◆ REQUIRED ACTION ◆
Repeat all the data that appears below, keeping it exact.

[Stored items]
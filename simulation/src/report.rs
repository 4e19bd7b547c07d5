//! Plain structured snapshots for the presentation boundary
//!
//! The engine assembles records and ASCII strings only; layout, widgets,
//! and file output belong to whatever consumes these.

use std::collections::BTreeMap;
use std::fmt;

use serde::{Deserialize, Serialize};

use batmesh_core::{Address, Ogm};

use crate::controller::NetStats;

/// One routing-table row: where traffic for `originator` goes next
#[derive(Debug, Clone, Copy, PartialEq, Eq, Serialize, Deserialize)]
pub struct RouteSummary {
    pub originator: Address,
    pub next_hop: Address,
    pub sequence: u64,
    pub ttl: i64,
}

/// Full snapshot of one node's protocol state
#[derive(Debug, Clone, Serialize, Deserialize)]
pub struct NodeReport {
    pub address: Address,
    pub interval: u64,
    pub directional: bool,
    pub spoof: Option<Address>,
    pub sequence: u64,
    pub neighbors: Vec<Address>,
    pub outbound: Vec<Ogm>,
    pub inbound: Vec<Ogm>,
    pub inbox: Vec<Ogm>,
    pub routes: Vec<RouteSummary>,
    pub overflow_drops: u64,
}

impl fmt::Display for NodeReport {
    fn fmt(&self, f: &mut fmt::Formatter<'_>) -> fmt::Result {
        writeln!(f, "Node {}:", self.address)?;
        writeln!(f, "  interval: {}", self.interval)?;
        writeln!(f, "  directional: {}", self.directional)?;
        if let Some(spoof) = self.spoof {
            writeln!(f, "  spoofing as: {spoof}")?;
        }
        writeln!(f, "  sequence: {}", self.sequence)?;
        let neighbors: Vec<String> = self.neighbors.iter().map(Address::to_string).collect();
        writeln!(f, "  neighbors: [{}]", neighbors.join(", "))?;
        writeln!(f, "  known topology:")?;
        for route in &self.routes {
            writeln!(
                f,
                "    {} via {} (seq {}, ttl {})",
                route.originator, route.next_hop, route.sequence, route.ttl
            )?;
        }
        writeln!(f, "  outbound ({}):", self.outbound.len())?;
        for message in &self.outbound {
            writeln!(f, "    {message}")?;
        }
        writeln!(f, "  inbound ({}):", self.inbound.len())?;
        for message in &self.inbound {
            writeln!(f, "    {message}")?;
        }
        writeln!(f, "  inbox ({}):", self.inbox.len())?;
        for message in &self.inbox {
            writeln!(f, "    {message}")?;
        }
        if self.overflow_drops > 0 {
            writeln!(f, "  overflow drops: {}", self.overflow_drops)?;
        }
        Ok(())
    }
}

/// Registry-level snapshot: who exists, what got lost, what happened
#[derive(Debug, Clone, Serialize, Deserialize)]
pub struct NetworkReport {
    pub tick: u64,
    pub addresses: Vec<Address>,
    pub lost: Vec<Ogm>,
    pub stats: NetStats,
}

impl fmt::Display for NetworkReport {
    fn fmt(&self, f: &mut fmt::Formatter<'_>) -> fmt::Result {
        writeln!(f, "Network at tick {}:", self.tick)?;
        let addresses: Vec<String> = self.addresses.iter().map(Address::to_string).collect();
        writeln!(f, "  nodes ({}): [{}]", addresses.len(), addresses.join(", "))?;
        writeln!(f, "  lost messages ({}):", self.lost.len())?;
        for message in &self.lost {
            writeln!(f, "    {message}")?;
        }
        write!(f, "{}", self.stats)?;
        Ok(())
    }
}

/// Adjacency snapshot of the declared links
#[derive(Debug, Clone, Serialize, Deserialize)]
pub struct TopologyReport {
    pub links: BTreeMap<Address, Vec<Address>>,
}

impl fmt::Display for TopologyReport {
    fn fmt(&self, f: &mut fmt::Formatter<'_>) -> fmt::Result {
        writeln!(f, "Topology:")?;
        writeln!(f, "  nodes: {}", self.links.len())?;
        for (address, neighbors) in &self.links {
            let neighbors: Vec<String> = neighbors.iter().map(Address::to_string).collect();
            writeln!(f, "  {} -> [{}]", address, neighbors.join(", "))?;
        }
        Ok(())
    }
}

#[cfg(test)]
mod tests {
    use super::*;

    #[test]
    fn test_topology_report_renders_adjacency() {
        let mut links = BTreeMap::new();
        links.insert(
            Address::from_index(1),
            vec![Address::from_index(2), Address::from_index(3)],
        );
        links.insert(Address::from_index(2), vec![Address::from_index(1)]);

        let rendered = TopologyReport { links }.to_string();
        assert!(rendered.contains("nodes: 2"));
        assert!(rendered.contains("0.0.0.1 -> [0.0.0.2, 0.0.0.3]"));
    }

    #[test]
    fn test_node_report_mentions_spoof_only_when_set() {
        let report = NodeReport {
            address: Address::from_index(1),
            interval: 1,
            directional: false,
            spoof: None,
            sequence: 0,
            neighbors: vec![],
            outbound: vec![],
            inbound: vec![],
            inbox: vec![],
            routes: vec![],
            overflow_drops: 0,
        };
        assert!(!report.to_string().contains("spoofing"));

        let spoofed = NodeReport {
            spoof: Some(Address::new([10, 0, 0, 66])),
            ..report
        };
        assert!(spoofed.to_string().contains("spoofing as: 10.0.0.66"));
    }
}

◆ ANSWER TO THE PROBLEM ◆
filename simulation/src/report.rs
repository 4e19bd7b547c07d5
//! Plain structured snapshots for the presentation boundary
//!
//! The engine assembles records and ASCII strings only; layout, widgets,
//! and file output belong to whatever consumes these.

use std::collections::BTreeMap;
use std::fmt;

use serde::{Deserialize, Serialize};

use batmesh_core::{Address, Ogm};

use crate::controller::NetStats;

/// One routing-table row: where traffic for `originator` goes next
#[derive(Debug, Clone, Copy, PartialEq, Eq, Serialize, Deserialize)]
pub struct RouteSummary {
    pub originator: Address,
    pub next_hop: Address,
    pub sequence: u64,
    pub ttl: i64,
}

/// Full snapshot of one node's protocol state
#[derive(Debug, Clone, Serialize, Deserialize)]
pub struct NodeReport {
    pub address: Address,
    pub interval: u64,
    pub directional: bool,
    pub spoof: Option<Address>,
    pub sequence: u64,
    pub neighbors: Vec<Address>,
    pub outbound: Vec<Ogm>,
    pub inbound: Vec<Ogm>,
    pub inbox: Vec<Ogm>,
    pub routes: Vec<RouteSummary>,
    pub overflow_drops: u64,
}

impl fmt::Display for NodeReport {
    fn fmt(&self, f: &mut fmt::Formatter<'_>) -> fmt::Result {
        writeln!(f, "Node {}:", self.address)?;
        writeln!(f, "  interval: {}", self.interval)?;
        writeln!(f, "  directional: {}", self.directional)?;
        if let Some(spoof) = self.spoof {
            writeln!(f, "  spoofing as: {spoof}")?;
        }
        writeln!(f, "  sequence: {}", self.sequence)?;
        let neighbors: Vec<String> = self.neighbors.iter().map(Address::to_string).collect();
        writeln!(f, "  neighbors: [{}]", neighbors.join(", "))?;
        writeln!(f, "  known topology:")?;
        for route in &self.routes {
            writeln!(
                f,
                "    {} via {} (seq {}, ttl {})",
                route.originator, route.next_hop, route.sequence, route.ttl
            )?;
        }
        writeln!(f, "  outbound ({}):", self.outbound.len())?;
        for message in &self.outbound {
            writeln!(f, "    {message}")?;
        }
        writeln!(f, "  inbound ({}):", self.inbound.len())?;
        for message in &self.inbound {
            writeln!(f, "    {message}")?;
        }
        writeln!(f, "  inbox ({}):", self.inbox.len())?;
        for message in &self.inbox {
            writeln!(f, "    {message}")?;
        }
        if self.overflow_drops > 0 {
            writeln!(f, "  overflow drops: {}", self.overflow_drops)?;
        }
        Ok(())
    }
}

/// Registry-level snapshot: who exists, what got lost, what happened
#[derive(Debug, Clone, Serialize, Deserialize)]
pub struct NetworkReport {
    pub tick: u64,
    pub addresses: Vec<Address>,
    pub lost: Vec<Ogm>,
    pub stats: NetStats,
}

impl fmt::Display for NetworkReport {
    fn fmt(&self, f: &mut fmt::Formatter<'_>) -> fmt::Result {
        writeln!(f, "Network at tick {}:", self.tick)?;
        let addresses: Vec<String> = self.addresses.iter().map(Address::to_string).collect();
        writeln!(f, "  nodes ({}): [{}]", addresses.len(), addresses.join(", "))?;
        writeln!(f, "  lost messages ({}):", self.lost.len())?;
        for message in &self.lost {
            writeln!(f, "    {message}")?;
        }
        write!(f, "{}", self.stats)?;
        Ok(())
    }
}

/// Adjacency snapshot of the declared links
#[derive(Debug, Clone, Serialize, Deserialize)]
pub struct TopologyReport {
    pub links: BTreeMap<Address, Vec<Address>>,
}

impl fmt::Display for TopologyReport {
    fn fmt(&self, f: &mut fmt::Formatter<'_>) -> fmt::Result {
        writeln!(f, "Topology:")?;
        writeln!(f, "  nodes: {}", self.links.len())?;
        for (address, neighbors) in &self.links {
            let neighbors: Vec<String> = neighbors.iter().map(Address::to_string).collect();
            writeln!(f, "  {} -> [{}]", address, neighbors.join(", "))?;
        }
        Ok(())
    }
}

#[cfg(test)]
mod tests {
    use super::*;

    #[test]
    fn test_topology_report_renders_adjacency() {
        let mut links = BTreeMap::new();
        links.insert(
            Address::from_index(1),
            vec![Address::from_index(2), Address::from_index(3)],
        );
        links.insert(Address::from_index(2), vec![Address::from_index(1)]);

        let rendered = TopologyReport { links }.to_string();
        assert!(rendered.contains("nodes: 2"));
        assert!(rendered.contains("0.0.0.1 -> [0.0.0.2, 0.0.0.3]"));
    }

    #[test]
    fn test_node_report_mentions_spoof_only_when_set() {
        let report = NodeReport {
            address: Address::from_index(1),
            interval: 1,
            directional: false,
            spoof: None,
            sequence: 0,
            neighbors: vec![],
            outbound: vec![],
            inbound: vec![],
            inbox: vec![],
            routes: vec![],
            overflow_drops: 0,
        };
        assert!(!report.to_string().contains("spoofing"));

        let spoofed = NodeReport {
            spoof: Some(Address::new([10, 0, 0, 66])),
            ..report
        };
        assert!(spoofed.to_string().contains("spoofing as: 10.0.0.66"));
    }
}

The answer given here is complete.